Apeiron Data Systems is another startup that uses NVMe over networks and takes the controller out of the data path. In this case, Apeiron’s ADS1000 platform uses a protocol called NVMe-over-Ethernet, which requires custom host bus adapters (HBAs) in each client. The HBAs use Intel Altera FPGAs to package up NVMe requests and send them over layer 2 Ethernet to enable a scale-out architecture that promises latency as low as 100µs, with each enclosure capable of providing a maximum of 384TB of capacity (24 16TB drives). It’s interesting that Apeiron has also quoted performance figures with Intel Optane that claim 12µs read/write latency. This points to where architectures that remove the controller bottleneck are headed in terms of performance.

Finally, we should also mention Kaminario, which recently announced its K2.N platform. This is a composable storage infrastructure that allows independent scaling of storage shelves and controllers. At the back end, Kaminario controllers (c.nodes) are connected to storage capacity (m.nodes) using NVMe over Fabrics. At the front end, host support is extended to support NVMf in addition to Fibre Channel and iSCSI.

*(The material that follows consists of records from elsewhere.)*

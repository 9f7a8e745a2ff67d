use platform::{Document, ElementId, FetchRequest, FetchResponse, FileInfo};
use std::cell::RefCell;
use std::collections::BTreeMap;
use std::fmt::Write as _;
use std::rc::Rc;

use crate::closure::ClosureRef;
use crate::pending::PromiseRef;
use crate::state::ObserverRef;

#[derive(Debug, Clone, Copy, PartialEq, Eq, PartialOrd, Ord, Hash)]
pub struct ObserverId(pub u32);

/// Nesting past this renders as `[...]` and has no JSON form.
const MAX_DEPTH: usize = 64;

/// Containers currently being rendered, outermost first.
type Path = Vec<*const ()>;

/// Run `f` one container deeper. `None` on a cycle or past [`MAX_DEPTH`].
fn descend<T>(path: &mut Path, id: *const (), f: impl FnOnce(&mut Path) -> T) -> Option<T> {
    if path.len() >= MAX_DEPTH || path.contains(&id) {
        return None;
    }
    path.push(id);
    let out = f(path);
    path.pop();
    Some(out)
}

/// Everything a handle can stand for.
///
/// Cloning is cheap: composite values share their storage, so two handles
/// boxing the same array see each other's pushes.
#[derive(Debug, Clone)]
pub enum HostValue {
    Undefined,
    Null,
    Bool(bool),
    Number(f64),
    String(Rc<str>),
    Bytes(Rc<[u8]>),
    Array(Rc<RefCell<Vec<HostValue>>>),
    Object(Rc<RefCell<BTreeMap<String, HostValue>>>),
    Error(Rc<HostError>),
    Element(ElementId),
    Request(Rc<RefCell<FetchRequest>>),
    Response(Rc<FetchResponse>),
    Promise(PromiseRef),
    Closure(ClosureRef),
    Observer(ObserverRef),
    File(Rc<FileInfo>),
}

impl HostValue {
    pub fn string(value: impl Into<Rc<str>>) -> Self {
        HostValue::String(value.into())
    }

    pub fn array(items: Vec<HostValue>) -> Self {
        HostValue::Array(Rc::new(RefCell::new(items)))
    }

    pub fn object(entries: impl IntoIterator<Item = (String, HostValue)>) -> Self {
        HostValue::Object(Rc::new(RefCell::new(entries.into_iter().collect())))
    }

    pub fn error(error: HostError) -> Self {
        HostValue::Error(Rc::new(error))
    }

    pub fn is_function(&self) -> bool {
        matches!(self, HostValue::Closure(_))
    }

    /// `typeof value === "object" && value !== null`.
    pub fn is_object(&self) -> bool {
        !matches!(
            self,
            HostValue::Undefined
                | HostValue::Null
                | HostValue::Bool(_)
                | HostValue::Number(_)
                | HostValue::String(_)
                | HostValue::Closure(_)
        )
    }

    pub fn as_str(&self) -> Option<&str> {
        match self {
            HostValue::String(value) => Some(value),
            _ => None,
        }
    }

    pub fn as_number(&self) -> Option<f64> {
        match self {
            HostValue::Number(value) => Some(*value),
            _ => None,
        }
    }

    pub fn as_error(&self) -> Option<&HostError> {
        match self {
            HostValue::Error(error) => Some(error),
            _ => None,
        }
    }

    /// Property lookup for the value kinds that have named fields.
    pub fn property(&self, key: &str) -> Option<HostValue> {
        match self {
            HostValue::Object(entries) => entries.borrow().get(key).cloned(),
            HostValue::Error(error) => match key {
                "name" => Some(HostValue::string(error.name.as_str())),
                "message" => Some(HostValue::string(error.message.as_str())),
                "stack" => Some(HostValue::string(error.stack.as_str())),
                _ => None,
            },
            HostValue::File(file) => match key {
                "name" => Some(HostValue::string(file.name.as_str())),
                "size" => Some(HostValue::Number(file.size as f64)),
                "lastModified" => Some(HostValue::Number(file.last_modified_ms)),
                _ => None,
            },
            HostValue::Response(response) => match key {
                "status" => Some(HostValue::Number(f64::from(response.status))),
                "ok" => Some(HostValue::Bool(response.ok())),
                "url" => Some(HostValue::string(response.url.as_str())),
                _ => None,
            },
            HostValue::Array(items) if key == "length" => {
                Some(HostValue::Number(items.borrow().len() as f64))
            }
            _ => None,
        }
    }

    /// Human-readable rendering used by `debug_string` and panic messages.
    pub fn debug_string(&self, document: &dyn Document) -> String {
        let mut out = String::new();
        self.render(document, &mut out, &mut Path::new());
        out
    }

    /// Self-containing arrays print `[Circular]` where they recur.
    fn render(&self, document: &dyn Document, out: &mut String, path: &mut Path) {
        match self {
            HostValue::Undefined => out.push_str("undefined"),
            HostValue::Null => out.push_str("null"),
            HostValue::Bool(value) => out.push_str(if *value { "true" } else { "false" }),
            HostValue::Number(value) => out.push_str(&format_number(*value)),
            HostValue::String(value) => {
                let _ = write!(out, "\"{value}\"");
            }
            HostValue::Bytes(bytes) => {
                let _ = write!(out, "Uint8Array({})", bytes.len());
            }
            HostValue::Array(items) => {
                let id = Rc::as_ptr(items) as *const ();
                if path.contains(&id) {
                    out.push_str("[Circular]");
                    return;
                }
                let rendered = descend(path, id, |path| {
                    out.push('[');
                    for (index, item) in items.borrow().iter().enumerate() {
                        if index > 0 {
                            out.push_str(", ");
                        }
                        item.render(document, out, path);
                    }
                    out.push(']');
                });
                if rendered.is_none() {
                    out.push_str("[...]");
                }
            }
            HostValue::Object(_) => match self.json(path) {
                Some(json) => {
                    let _ = write!(out, "Object({json})");
                }
                None => out.push_str("Object"),
            },
            HostValue::Error(error) => {
                let _ = write!(out, "{}: {}", error.name, error.message);
                if !error.stack.is_empty() {
                    let _ = write!(out, "\n{}", error.stack);
                }
            }
            HostValue::Element(element) => match document.tag_name(*element) {
                Ok(tag) => {
                    let _ = write!(out, "Element(<{}>)", tag.to_ascii_lowercase());
                }
                Err(_) => out.push_str("Element"),
            },
            HostValue::Request(request) => {
                let request = request.borrow();
                let _ = write!(out, "Request({} {})", request.method, request.url);
            }
            HostValue::Response(response) => {
                let _ = write!(out, "Response({} {})", response.status, response.url);
            }
            HostValue::Promise(_) => out.push_str("Promise"),
            HostValue::Closure(_) => out.push_str("Function"),
            HostValue::Observer(_) => out.push_str("ResizeObserver"),
            HostValue::File(file) => {
                let _ = write!(out, "File({})", file.name);
            }
        }
    }

    /// JSON form of plain data. `None` once anything opaque is reachable,
    /// or when the value contains itself.
    pub fn to_json(&self) -> Option<serde_json::Value> {
        self.json(&mut Path::new())
    }

    fn json(&self, path: &mut Path) -> Option<serde_json::Value> {
        use serde_json::Value;
        Some(match self {
            HostValue::Null => Value::Null,
            HostValue::Bool(value) => Value::Bool(*value),
            HostValue::Number(value) => serde_json::Number::from_f64(*value)
                .map(Value::Number)
                .unwrap_or(Value::Null),
            HostValue::String(value) => Value::String(value.to_string()),
            HostValue::Array(items) => {
                let id = Rc::as_ptr(items) as *const ();
                let items = descend(path, id, |path| {
                    items
                        .borrow()
                        .iter()
                        .map(|item| item.json(path))
                        .collect::<Option<Vec<_>>>()
                })??;
                Value::Array(items)
            }
            HostValue::Object(entries) => {
                let id = Rc::as_ptr(entries) as *const ();
                let entries = descend(path, id, |path| {
                    entries
                        .borrow()
                        .iter()
                        .map(|(key, value)| value.json(path).map(|value| (key.clone(), value)))
                        .collect::<Option<serde_json::Map<_, _>>>()
                })??;
                Value::Object(entries)
            }
            _ => return None,
        })
    }
}

/// Numbers the way a JS engine prints them.
fn format_number(value: f64) -> String {
    if value.is_nan() {
        "NaN".to_string()
    } else if value.is_infinite() {
        let sign = if value > 0.0 { "" } else { "-" };
        format!("{sign}Infinity")
    } else if value == 0.0 {
        "0".to_string()
    } else {
        value.to_string()
    }
}

/// A boxed host failure: what the guest sees when a fallible call fails or a
/// promise rejects.
#[derive(Debug, Clone, PartialEq, Eq)]
pub struct HostError {
    pub name: String,
    pub message: String,
    pub stack: String,
}

impl HostError {
    pub fn new(name: impl Into<String>, message: impl Into<String>) -> Self {
        Self {
            name: name.into(),
            message: message.into(),
            stack: String::new(),
        }
    }

    /// Platform adapters prefix messages with a DOM exception name
    /// (`"NotFoundError: ..."`); that prefix becomes the error name.
    pub fn from_anyhow(err: &anyhow::Error) -> Self {
        let text = err.to_string();
        let (name, message) = match text.split_once(": ") {
            Some((name, message)) if is_error_name(name) => (name.to_string(), message.to_string()),
            _ => ("Error".to_string(), text),
        };
        let stack = err
            .chain()
            .skip(1)
            .map(|cause| format!("    caused by: {cause}"))
            .collect::<Vec<_>>()
            .join("\n");
        Self {
            name,
            message,
            stack,
        }
    }
}

fn is_error_name(name: &str) -> bool {
    name.ends_with("Error")
        && name.starts_with(|c: char| c.is_ascii_uppercase())
        && name.chars().all(|c| c.is_ascii_alphanumeric())
}

impl std::fmt::Display for HostError {
    fn fmt(&self, f: &mut std::fmt::Formatter<'_>) -> std::fmt::Result {
        write!(f, "{}: {}", self.name, self.message)
    }
}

Where to for NVMe flash architectures?

We can see three distinct patterns emerging

  1. The use of NVMe-over-fabrics for host connectivity in place of Fibre Channel or iSCSI. This requires no new hardware because existing HBAs can support NVMf.
  2. Disaggregated architectures that take the controller out of the data path. Most of these need custom or (likely) more expensive HBAs and host drivers.
  3. The trend to using NVMe-over-fabrics at the back end of the system.

I think in a short time we can expect NVMe to replace SAS and SATA in all performance solutions. The challenge for customers could be how to implement shared storage that doesn’t use the traditional shared storage array. This means thinking in a more integrated fashion with the whole stack – perhaps along the lines of how hyper-converged infrastructure has developed.